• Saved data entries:
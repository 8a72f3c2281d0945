//! Set reconciliation of a project's children against their stored pages.
//!
//! The desired list replaces the stored set: entries whose id matches a
//! stored page update it, the rest are created, and stored pages missing
//! from the list are archived. Positions in the list become the `Order`.

use std::collections::HashSet;

use futures::future::try_join_all;
use shared::notion::normalize_id;
use shared::{Error, NotionApi, Page, PropertyMap, Result};

/// An incoming child record that may refer to an existing page.
pub trait Desired {
    fn id(&self) -> Option<&str>;
}

/// Every write a reconciliation will issue.
#[derive(Debug, Default, PartialEq)]
pub struct Mutations {
    pub creates: Vec<PropertyMap>,
    pub updates: Vec<(String, PropertyMap)>,
    pub archives: Vec<String>,
}

/// Pages written by an applied reconciliation.
#[derive(Debug, Default)]
pub struct Outcome {
    pub created: Vec<Page>,
    pub updated: Vec<Page>,
    pub archived: usize,
}

impl Outcome {
    /// Created and updated pages, i.e. the stored set after the save.
    pub fn pages(&self) -> impl Iterator<Item = &Page> {
        self.created.iter().chain(self.updated.iter())
    }
}

/// Diff `desired` against the `existing` pages by id.
///
/// `create` builds the properties of a new page and `update` those of a
/// kept page; both get the 1-based position. Every property map is built
/// before anything is sent, so a bad entry fails the save without writes.
pub fn plan<T, C, U>(existing: &[Page], desired: &[T], create: C, update: U) -> Result<Mutations>
where
    T: Desired,
    C: Fn(&T, u32) -> Result<PropertyMap>,
    U: Fn(&T, u32) -> Result<PropertyMap>,
{
    let mut mutations = Mutations::default();
    let mut kept: HashSet<String> = HashSet::new();

    for (index, item) in desired.iter().enumerate() {
        let order = u32::try_from(index + 1)
            .map_err(|_| Error::validation("too many entries"))?;

        let matched = item.id().and_then(|id| {
            let key = normalize_id(id);
            existing
                .iter()
                .find(|page| normalize_id(&page.id) == key)
                .map(|page| (key, page.id.clone()))
        });

        match matched {
            Some((key, page_id)) => {
                if !kept.insert(key) {
                    return Err(Error::validation(format!("duplicate id in list: {}", page_id)));
                }
                mutations.updates.push((page_id, update(item, order)?));
            }
            None => mutations.creates.push(create(item, order)?),
        }
    }

    mutations.archives = existing
        .iter()
        .filter(|page| !kept.contains(&normalize_id(&page.id)))
        .map(|page| page.id.clone())
        .collect();

    Ok(mutations)
}

/// Issue every mutation concurrently and wait for all of them.
///
/// The first failure fails the whole save.
pub async fn apply<A>(api: &A, database_id: &str, mutations: Mutations) -> Result<Outcome>
where
    A: NotionApi + ?Sized,
{
    let Mutations {
        creates,
        updates,
        archives,
    } = mutations;

    let creating = try_join_all(
        creates
            .into_iter()
            .map(|properties| api.create_page(database_id, properties)),
    );
    let updating = try_join_all(
        updates
            .into_iter()
            .map(|(page_id, properties)| async move { api.update_page(&page_id, properties).await }),
    );
    let archiving = try_join_all(archives.iter().map(|page_id| api.archive_page(page_id)));

    let (created, updated, archived) = futures::try_join!(creating, updating, archiving)?;

    Ok(Outcome {
        created,
        updated,
        archived: archived.len(),
    })
}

• Instructions to follow: Write down how many lines of the data above carry the word "shared". Nothing else belongs in the answer.

• Response: 2